ReciproCard: “Start by searching for your home library above to instantly see every free reciprocal agreement you qualify for.” Use this to have more options for Libby ebooks.
“The Extrapolated Futures Archive is a reverse-lookup for speculative fiction. Describe a situation you are facing, and find the SF stories that already worked through the implications.”
Nancy Friedman notes the decline in quality in movie taglines. “As movies have become louder, flashier, and more expensive, their taglines have atrophied: they’re limp, lackluster, and uninspiring.”
The 16th season of the Dissect podcast is a deep dive into Daft Punk; here’s the 1st episode.


The Bodega Cats of New York project documents the working cats of NYC’s delis, bodegas, and corner stores.
The cat at the local deli wasn’t a pet. She knew the regulars. She kept the mice out. She gave people a reason to walk an extra block. And she was technically a violation of city health code.
That was six years ago. Since then, the project has documented over 150 shops, collected 13,500 petition signatures, and helped introduce the first legislation in New York City history to classify bodega cats as working animals.
Available soon in book form.
A few years back, the Mini Cooper’s taillights were designed to look like the Union Jack flag, which is fine until you turn the blinker on and it looks like an arrow pointing in the wrong direction. I hated this design the moment I saw it on the road.
The Astronomy Picture of the Day, in which the International Space Station looks like it’s landing on the Moon.
I’d vaguely heard of Project Plowshare but good god, what a ridiculous and dangerous waste of time and money.
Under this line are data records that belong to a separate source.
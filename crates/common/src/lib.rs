//! Common token primitives shared across bearer-token consumers.

#![warn(clippy::pedantic)]

/// Module for JWT utilities (segment decoding, size limits, temporal claims)
pub mod jwt;
//! Key set resolver: fetches an identity provider's JSON Web Key Set.
//!
//! Providers publish their current signing keys at a
//! `/.well-known/jwks.json` style endpoint. [`HttpKeySetSource`] performs one
//! GET per call and parses the document into a [`KeySet`]; wrap it in
//! [`CachingKeySetSource`](crate::auth::cache::CachingKeySetSource) to avoid
//! refetching on every token.
//!
//! # Security
//!
//! - HTTPS should be used in production (enforced by deployment config)
//! - A document with no keys is an error, never an empty trust set
//! - No retries here; transient failures surface to the caller

use crate::errors::KeyResolutionError;
use crate::observability::metrics;
use async_trait::async_trait;
use serde::Deserialize;
use std::sync::Arc;
use std::time::{Duration, Instant};
use tracing::instrument;

/// Default timeout for a single key set fetch.
pub const DEFAULT_FETCH_TIMEOUT: Duration = Duration::from_secs(10);

/// JSON Web Key from a JWKS document.
#[derive(Debug, Clone, PartialEq, Eq, Deserialize)]
pub struct Jwk {
    /// Key type ("RSA", "OKP" or "EC").
    pub kty: String,

    /// Key ID - used to select the correct key for verification.
    #[serde(default)]
    pub kid: String,

    /// Algorithm the key is published for (e.g. "RS256").
    #[serde(default)]
    pub alg: Option<String>,

    /// Key use (should be "sig" for signing).
    #[serde(default, rename = "use")]
    pub key_use: Option<String>,

    /// RSA modulus (base64url).
    #[serde(default)]
    pub n: Option<String>,

    /// RSA public exponent (base64url).
    #[serde(default)]
    pub e: Option<String>,

    /// Curve name for OKP and EC keys.
    #[serde(default)]
    pub crv: Option<String>,

    /// OKP public key or EC x coordinate (base64url).
    #[serde(default)]
    pub x: Option<String>,

    /// EC y coordinate (base64url).
    #[serde(default)]
    pub y: Option<String>,
}

/// An ordered set of signing keys, in the order the provider published them.
#[derive(Debug, Clone, Default, PartialEq, Eq, Deserialize)]
pub struct KeySet {
    pub keys: Vec<Jwk>,
}

impl KeySet {
    /// Parse a JWKS document.
    ///
    /// # Errors
    ///
    /// `Malformed` if the body is not a JWKS document, `EmptyKeySet` if it
    /// lists no keys.
    pub fn from_slice(body: &[u8]) -> Result<Self, KeyResolutionError> {
        let key_set: KeySet = serde_json::from_slice(body)
            .map_err(|e| KeyResolutionError::Malformed(e.to_string()))?;

        if key_set.keys.is_empty() {
            return Err(KeyResolutionError::EmptyKeySet);
        }

        Ok(key_set)
    }

    /// Find the key with the given ID.
    ///
    /// Exact match; if the provider published duplicate IDs the first one wins.
    ///
    /// # Errors
    ///
    /// `KeyNotFound` when no key carries `kid`.
    pub fn lookup(&self, kid: &str) -> Result<&Jwk, KeyResolutionError> {
        self.keys
            .iter()
            .find(|key| key.kid == kid)
            .ok_or_else(|| KeyResolutionError::KeyNotFound {
                kid: kid.to_string(),
            })
    }

    pub fn len(&self) -> usize {
        self.keys.len()
    }

    pub fn is_empty(&self) -> bool {
        self.keys.is_empty()
    }
}

/// Source of key sets, keyed by endpoint URL.
///
/// Implementations must be safe to call concurrently.
#[async_trait]
pub trait KeySetSource: Send + Sync {
    /// Return the key set published at `endpoint`.
    async fn fetch_key_set(&self, endpoint: &str) -> Result<Arc<KeySet>, KeyResolutionError>;

    /// Called when a token's `kid` is missing from the set just returned.
    ///
    /// Returns a newer key set if the source is willing to refetch, `None`
    /// otherwise. Sources without a cache have nothing newer to offer.
    async fn refetch_on_miss(
        &self,
        _endpoint: &str,
    ) -> Result<Option<Arc<KeySet>>, KeyResolutionError> {
        Ok(None)
    }
}

/// Fetches key sets over HTTP, one request per call.
#[derive(Debug, Clone)]
pub struct HttpKeySetSource {
    http_client: reqwest::Client,
}

impl HttpKeySetSource {
    pub fn new() -> Self {
        Self::with_timeout(DEFAULT_FETCH_TIMEOUT)
    }

    /// Create a source whose requests time out after `timeout`.
    pub fn with_timeout(timeout: Duration) -> Self {
        let http_client = reqwest::Client::builder()
            .timeout(timeout)
            .build()
            .unwrap_or_else(|e| {
                tracing::warn!(target: "authorizer.jwks", error = %e, "Failed to build HTTP client with custom config, using defaults");
                reqwest::Client::new()
            });

        Self { http_client }
    }

    async fn fetch(&self, endpoint: &str) -> Result<KeySet, KeyResolutionError> {
        let response = self.http_client.get(endpoint).send().await.map_err(|e| {
            tracing::error!(target: "authorizer.jwks", error = %e, "Failed to fetch JWKS");
            KeyResolutionError::Transport(e.to_string())
        })?;

        let status = response.status();
        if !status.is_success() {
            tracing::error!(
                target: "authorizer.jwks",
                status = %status,
                "JWKS endpoint returned error"
            );
            return Err(KeyResolutionError::Status(status.as_u16()));
        }

        let body = response.bytes().await.map_err(|e| {
            tracing::error!(target: "authorizer.jwks", error = %e, "Failed to read JWKS response body");
            KeyResolutionError::Transport(e.to_string())
        })?;

        KeySet::from_slice(&body).inspect_err(|e| {
            tracing::error!(target: "authorizer.jwks", error = %e, "Failed to parse JWKS response");
        })
    }
}

impl Default for HttpKeySetSource {
    fn default() -> Self {
        Self::new()
    }
}

#[async_trait]
impl KeySetSource for HttpKeySetSource {
    #[instrument(skip(self), fields(endpoint = %endpoint))]
    async fn fetch_key_set(&self, endpoint: &str) -> Result<Arc<KeySet>, KeyResolutionError> {
        tracing::debug!(target: "authorizer.jwks", "Fetching JWKS");

        let start = Instant::now();
        let result = self.fetch(endpoint).await;
        let status = if result.is_ok() { "success" } else { "error" };
        metrics::record_jwks_fetch(status, start.elapsed());

        let key_set = result?;
        tracing::debug!(target: "authorizer.jwks", key_count = key_set.len(), "JWKS fetched");
        Ok(Arc::new(key_set))
    }
}
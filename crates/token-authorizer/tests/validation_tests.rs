//! Token validation integration tests.
//!
//! Runs the validation facade end to end against a mocked JWKS endpoint.

// Test code is allowed to use expect/unwrap for assertions
#![allow(clippy::unwrap_used, clippy::expect_used)]

use anyhow::Result;
use authorizer_test_utils::{
    tamper_payload, MockJwksServer, TestSigningKey, TestTokenBuilder, EXPIRED_TOKEN_EXP,
    PROVIDER_KID, TEST_CLIENT_ID, TEST_PRINCIPAL, UNSIGNED_GARBAGE_TOKEN,
};
use base64::{engine::general_purpose::URL_SAFE_NO_PAD, Engine};
use common::jwt::{JwtValidationError, TemporalClaimError};
use jsonwebtoken::{encode, Algorithm, EncodingKey, Header};
use serde_json::json;
use std::time::Duration;
use token_authorizer::errors::{ClaimError, KeyResolutionError, SignatureError};
use token_authorizer::{
    Rejection, TokenValidator, ValidationError, ValidationStep, ValidatorConfig,
};
use wiremock::ResponseTemplate;

fn init_tracing() {
    let _ = tracing_subscriber::fmt()
        .with_env_filter(
            tracing_subscriber::EnvFilter::try_from_default_env()
                .unwrap_or_else(|_| tracing_subscriber::EnvFilter::new("authorizer=debug")),
        )
        .with_test_writer()
        .try_init();
}

/// Validator without a key set cache, so each call hits the mock server.
fn uncached_validator() -> TokenValidator {
    TokenValidator::new(&ValidatorConfig {
        jwks_cache_ttl: Duration::ZERO,
        ..ValidatorConfig::default()
    })
}

fn expired_token(key: &TestSigningKey) -> String {
    TestTokenBuilder::new()
        .issued_at(EXPIRED_TOKEN_EXP - 3600)
        .expires_at(EXPIRED_TOKEN_EXP)
        .sign_with(key)
}

// ============================================================================
// Success path
// ============================================================================

#[tokio::test]
async fn test_valid_token_maps_to_principal() -> Result<()> {
    init_tracing();
    let key = TestSigningKey::rsa_primary();
    let server = MockJwksServer::serving(&[&key]).await;

    let token = TestTokenBuilder::new().sign_with(&key);
    let principal = uncached_validator()
        .validate(&token, &server.jwks_url())
        .await?;

    assert_eq!(principal.as_str(), TEST_PRINCIPAL);
    assert_eq!(principal.to_string(), "pulpfree|5n63nd473pv7ne2qskv30gkcbh");
    Ok(())
}

#[tokio::test]
async fn test_principal_uses_token_claims() -> Result<()> {
    let key = TestSigningKey::rsa_primary();
    let server = MockJwksServer::serving(&[&key]).await;

    let token = TestTokenBuilder::new()
        .for_user("alice")
        .for_client("web-app")
        .sign_with(&key);
    let principal = uncached_validator()
        .validate(&token, &server.jwks_url())
        .await?;

    assert_eq!(principal.as_str(), "alice|web-app");
    Ok(())
}

#[tokio::test]
async fn test_missing_username_gives_empty_segment() -> Result<()> {
    let key = TestSigningKey::rsa_primary();
    let server = MockJwksServer::serving(&[&key]).await;

    let token = TestTokenBuilder::new()
        .without_claim("username")
        .sign_with(&key);
    let principal = uncached_validator()
        .validate(&token, &server.jwks_url())
        .await?;

    assert_eq!(principal.into_string(), format!("|{TEST_CLIENT_ID}"));
    Ok(())
}

#[tokio::test]
async fn test_null_username_gives_empty_segment() -> Result<()> {
    let key = TestSigningKey::rsa_primary();
    let server = MockJwksServer::serving(&[&key]).await;

    let mut claims = TestTokenBuilder::new().for_client("app").build();
    claims["username"] = serde_json::Value::Null;
    let token = key.sign(&claims);

    let principal = uncached_validator()
        .validate(&token, &server.jwks_url())
        .await?;

    assert_eq!(principal.as_str(), "|app");
    Ok(())
}

#[tokio::test]
async fn test_validate_is_idempotent() -> Result<()> {
    let key = TestSigningKey::rsa_primary();
    let server = MockJwksServer::serving(&[&key]).await;
    let validator = uncached_validator();
    let token = TestTokenBuilder::new().sign_with(&key);

    let first = validator.validate(&token, &server.jwks_url()).await?;
    let second = validator.validate(&token, &server.jwks_url()).await?;

    assert_eq!(first, second);
    assert_eq!(server.request_count().await, 2);
    Ok(())
}

#[tokio::test]
async fn test_key_set_with_several_keys() -> Result<()> {
    let primary = TestSigningKey::rsa_primary();
    let secondary = TestSigningKey::rsa_secondary();
    let server = MockJwksServer::serving(&[&primary, &secondary]).await;
    let validator = uncached_validator();

    for key in [&primary, &secondary] {
        let token = TestTokenBuilder::new().sign_with(key);
        let principal = validator.validate(&token, &server.jwks_url()).await?;
        assert_eq!(principal.as_str(), TEST_PRINCIPAL);
    }
    Ok(())
}

#[tokio::test]
async fn test_free_function_validate() -> Result<()> {
    let key = TestSigningKey::rsa_primary();
    let server = MockJwksServer::serving(&[&key]).await;

    let token = TestTokenBuilder::new().sign_with(&key);
    let principal = token_authorizer::validate(&token, &server.jwks_url()).await?;

    assert_eq!(principal.as_str(), TEST_PRINCIPAL);
    Ok(())
}

// ============================================================================
// Invalid tokens
// ============================================================================

#[tokio::test]
async fn test_expired_token_is_invalid() {
    init_tracing();
    let key = TestSigningKey::rsa_primary();
    let server = MockJwksServer::serving(&[&key]).await;

    let err = uncached_validator()
        .validate(&expired_token(&key), &server.jwks_url())
        .await
        .unwrap_err();

    assert!(err.is_invalid_token());
    assert_eq!(err.step(), ValidationStep::ClaimCheck);
    assert!(matches!(
        err,
        ValidationError::InvalidToken(Rejection::Claim(ClaimError::Temporal(
            TemporalClaimError::Expired { exp: EXPIRED_TOKEN_EXP, .. }
        )))
    ));
    assert_eq!(err.to_string(), "The access token is invalid or expired");
}

#[tokio::test]
async fn test_garbage_token_is_invalid_without_fetching() {
    let key = TestSigningKey::rsa_primary();
    let server = MockJwksServer::serving(&[&key]).await;

    let err = uncached_validator()
        .validate(UNSIGNED_GARBAGE_TOKEN, &server.jwks_url())
        .await
        .unwrap_err();

    assert_eq!(
        err,
        ValidationError::InvalidToken(Rejection::Structural(JwtValidationError::MissingKid))
    );
    assert_eq!(err.step(), ValidationStep::Parsing);
    assert_eq!(server.request_count().await, 0);
}

#[tokio::test]
async fn test_malformed_tokens_are_invalid() {
    let key = TestSigningKey::rsa_primary();
    let server = MockJwksServer::serving(&[&key]).await;
    let validator = uncached_validator();

    let oversized = "a".repeat(9000);
    for token in ["", "abc", "a.b", "a.b.c.d", "!!!.@@@.###", oversized.as_str()] {
        let err = validator
            .validate(token, &server.jwks_url())
            .await
            .unwrap_err();
        assert!(
            matches!(err, ValidationError::InvalidToken(Rejection::Structural(_))),
            "token {:?} gave {err:?}",
            token.get(..16)
        );
    }
}

#[tokio::test]
async fn test_signature_from_unpublished_key_is_invalid() {
    let published = TestSigningKey::rsa_primary();
    let server = MockJwksServer::serving(&[&published]).await;

    // Signed by a different private key under the published kid
    let forged = TestTokenBuilder::new()
        .sign_with(&TestSigningKey::rsa_secondary().with_kid(PROVIDER_KID));

    let err = uncached_validator()
        .validate(&forged, &server.jwks_url())
        .await
        .unwrap_err();
    assert_eq!(
        err,
        ValidationError::InvalidToken(Rejection::Signature(SignatureError::Mismatch))
    );
}

#[tokio::test]
async fn test_tampered_claims_are_invalid() {
    let key = TestSigningKey::rsa_primary();
    let server = MockJwksServer::serving(&[&key]).await;

    let token = TestTokenBuilder::new().sign_with(&key);
    let forged = tamper_payload(&token, &TestTokenBuilder::new().for_user("root").build());

    let err = uncached_validator()
        .validate(&forged, &server.jwks_url())
        .await
        .unwrap_err();
    assert!(err.is_invalid_token());
    assert_eq!(err.step(), ValidationStep::SignatureCheck);
}

#[tokio::test]
async fn test_unknown_kid_is_invalid_token() {
    let server = MockJwksServer::serving(&[&TestSigningKey::rsa_primary()]).await;

    let token = TestTokenBuilder::new().sign_with(&TestSigningKey::rsa_secondary());

    let err = uncached_validator()
        .validate(&token, &server.jwks_url())
        .await
        .unwrap_err();
    assert!(err.is_invalid_token());
    assert!(matches!(
        err,
        ValidationError::InvalidToken(Rejection::KeyNotFound { .. })
    ));
    assert_eq!(err.step(), ValidationStep::KeyResolution);
}

#[tokio::test]
async fn test_hmac_signed_with_public_key_is_invalid() {
    let key = TestSigningKey::rsa_primary();
    let server = MockJwksServer::serving(&[&key]).await;

    // Classic confusion: HS256 keyed with the published RSA modulus
    let modulus = key.jwk_json()["n"].as_str().unwrap().to_string();
    let mut header = Header::new(Algorithm::HS256);
    header.kid = Some(PROVIDER_KID.to_string());
    let token = encode(
        &header,
        &TestTokenBuilder::new().build(),
        &EncodingKey::from_secret(modulus.as_bytes()),
    )
    .unwrap();

    let err = uncached_validator()
        .validate(&token, &server.jwks_url())
        .await
        .unwrap_err();
    assert_eq!(
        err,
        ValidationError::InvalidToken(Rejection::Signature(SignatureError::AlgorithmNotAllowed(
            Algorithm::HS256
        )))
    );
}

#[tokio::test]
async fn test_alg_none_is_invalid() {
    let key = TestSigningKey::rsa_primary();
    let server = MockJwksServer::serving(&[&key]).await;

    let header = URL_SAFE_NO_PAD.encode(format!(r#"{{"alg":"none","kid":"{PROVIDER_KID}"}}"#));
    let payload = URL_SAFE_NO_PAD.encode(TestTokenBuilder::new().build().to_string());
    let token = format!("{header}.{payload}.");

    let err = uncached_validator()
        .validate(&token, &server.jwks_url())
        .await
        .unwrap_err();
    assert!(err.is_invalid_token());
    assert_eq!(err.step(), ValidationStep::SignatureCheck);
}

#[tokio::test]
async fn test_not_yet_valid_token_is_invalid() {
    let key = TestSigningKey::rsa_primary();
    let server = MockJwksServer::serving(&[&key]).await;

    let token = TestTokenBuilder::new()
        .not_before(chrono::Utc::now().timestamp() + 600)
        .sign_with(&key);

    let err = uncached_validator()
        .validate(&token, &server.jwks_url())
        .await
        .unwrap_err();
    assert!(matches!(
        err,
        ValidationError::InvalidToken(Rejection::Claim(ClaimError::Temporal(
            TemporalClaimError::NotYetValid { .. }
        )))
    ));
}

#[tokio::test]
async fn test_configured_issuer_is_enforced() -> Result<()> {
    let key = TestSigningKey::rsa_primary();
    let server = MockJwksServer::serving(&[&key]).await;
    let validator = TokenValidator::new(&ValidatorConfig {
        expected_issuer: Some("https://idp.example.com/other-pool".to_string()),
        ..ValidatorConfig::default()
    });

    let err = validator
        .validate(&TestTokenBuilder::new().sign_with(&key), &server.jwks_url())
        .await
        .unwrap_err();
    assert!(matches!(
        err,
        ValidationError::InvalidToken(Rejection::Claim(ClaimError::IssuerMismatch { .. }))
    ));

    let token = TestTokenBuilder::new()
        .with_issuer("https://idp.example.com/other-pool")
        .sign_with(&key);
    validator.validate(&token, &server.jwks_url()).await?;
    Ok(())
}

// ============================================================================
// Key resolution failures
// ============================================================================

/// Tokens that carry a kid, from valid to broken.
fn assorted_tokens() -> Vec<String> {
    let key = TestSigningKey::rsa_primary();
    vec![
        TestTokenBuilder::new().sign_with(&key),
        expired_token(&key),
        TestTokenBuilder::new().sign_with(&TestSigningKey::rsa_secondary()),
        TestTokenBuilder::new().sign_with(&TestSigningKey::rsa_secondary().with_kid(PROVIDER_KID)),
    ]
}

#[tokio::test]
async fn test_not_found_endpoint_is_key_resolution_error() {
    // Nothing mounted: every request is a 404
    let server = MockJwksServer::start().await;
    let validator = uncached_validator();

    for token in assorted_tokens() {
        let err = validator
            .validate(&token, &server.jwks_url())
            .await
            .unwrap_err();
        assert_eq!(
            err,
            ValidationError::KeyResolution(KeyResolutionError::Status(404))
        );
        assert!(!err.is_invalid_token());
    }
}

#[tokio::test]
async fn test_empty_body_is_key_resolution_error() {
    let server = MockJwksServer::start().await;
    server.respond_with(ResponseTemplate::new(200)).await;
    let validator = uncached_validator();

    for token in assorted_tokens() {
        let err = validator
            .validate(&token, &server.jwks_url())
            .await
            .unwrap_err();
        assert!(
            matches!(
                err,
                ValidationError::KeyResolution(KeyResolutionError::Malformed(_))
            ),
            "got {err:?}"
        );
    }
}

#[tokio::test]
async fn test_empty_key_set_is_key_resolution_error() {
    let server = MockJwksServer::start().await;
    server.publish_json(json!({ "keys": [] })).await;
    let validator = uncached_validator();

    for token in assorted_tokens() {
        let err = validator
            .validate(&token, &server.jwks_url())
            .await
            .unwrap_err();
        assert_eq!(
            err,
            ValidationError::KeyResolution(KeyResolutionError::EmptyKeySet)
        );
    }
}

#[tokio::test]
async fn test_malformed_key_set_is_key_resolution_error() {
    let server = MockJwksServer::start().await;
    server
        .respond_with(ResponseTemplate::new(200).set_body_string("<html>oops</html>"))
        .await;

    let err = uncached_validator()
        .validate(&assorted_tokens()[0], &server.jwks_url())
        .await
        .unwrap_err();
    assert!(err.is_key_resolution());
    assert_eq!(err.step(), ValidationStep::KeyResolution);
}

#[tokio::test]
async fn test_unreachable_endpoint_is_key_resolution_error() {
    let validator = TokenValidator::new(&ValidatorConfig {
        jwks_cache_ttl: Duration::ZERO,
        jwks_fetch_timeout: Duration::from_secs(2),
        ..ValidatorConfig::default()
    });

    let err = validator
        .validate(&assorted_tokens()[0], "http://127.0.0.1:9/.well-known/jwks.json")
        .await
        .unwrap_err();
    assert!(matches!(
        err,
        ValidationError::KeyResolution(KeyResolutionError::Transport(_))
    ));
}

#[tokio::test]
async fn test_slow_endpoint_times_out() {
    let server = MockJwksServer::start().await;
    server
        .respond_with(
            ResponseTemplate::new(200)
                .set_body_json(TestSigningKey::jwks_json(&[&TestSigningKey::rsa_primary()]))
                .set_delay(Duration::from_secs(5)),
        )
        .await;
    let validator = TokenValidator::new(&ValidatorConfig {
        jwks_fetch_timeout: Duration::from_millis(200),
        ..ValidatorConfig::default()
    });

    let err = validator
        .validate(&assorted_tokens()[0], &server.jwks_url())
        .await
        .unwrap_err();
    assert!(matches!(
        err,
        ValidationError::KeyResolution(KeyResolutionError::Transport(_))
    ));
}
At the height of the Cold War, nuclear weapons were seen not only as devices of destruction, but also as tools for progress. Project Plowshare was a bold attempt to use atomic explosions for more practical purposes: from digging canals and creating harbors to reshaping entire landscapes. This project was designed to push the limits of what seemed possible, but instead turned into an environmental disaster.
This reminds me of that episode of the Simpsons when Homer buys a gun and uses it around the house for everything, like changing the TV channel and opening beer cans. If the only tool you have is a hammer…
“Here are some things that have been found in donation bins: A live puppy. Live Japanese grenades. An 1854 tombstone for Rebecca Jane Nye. Old skulls. A stolen Frederic Remington sculpture. Customized Air Jordans made for Spike Lee.”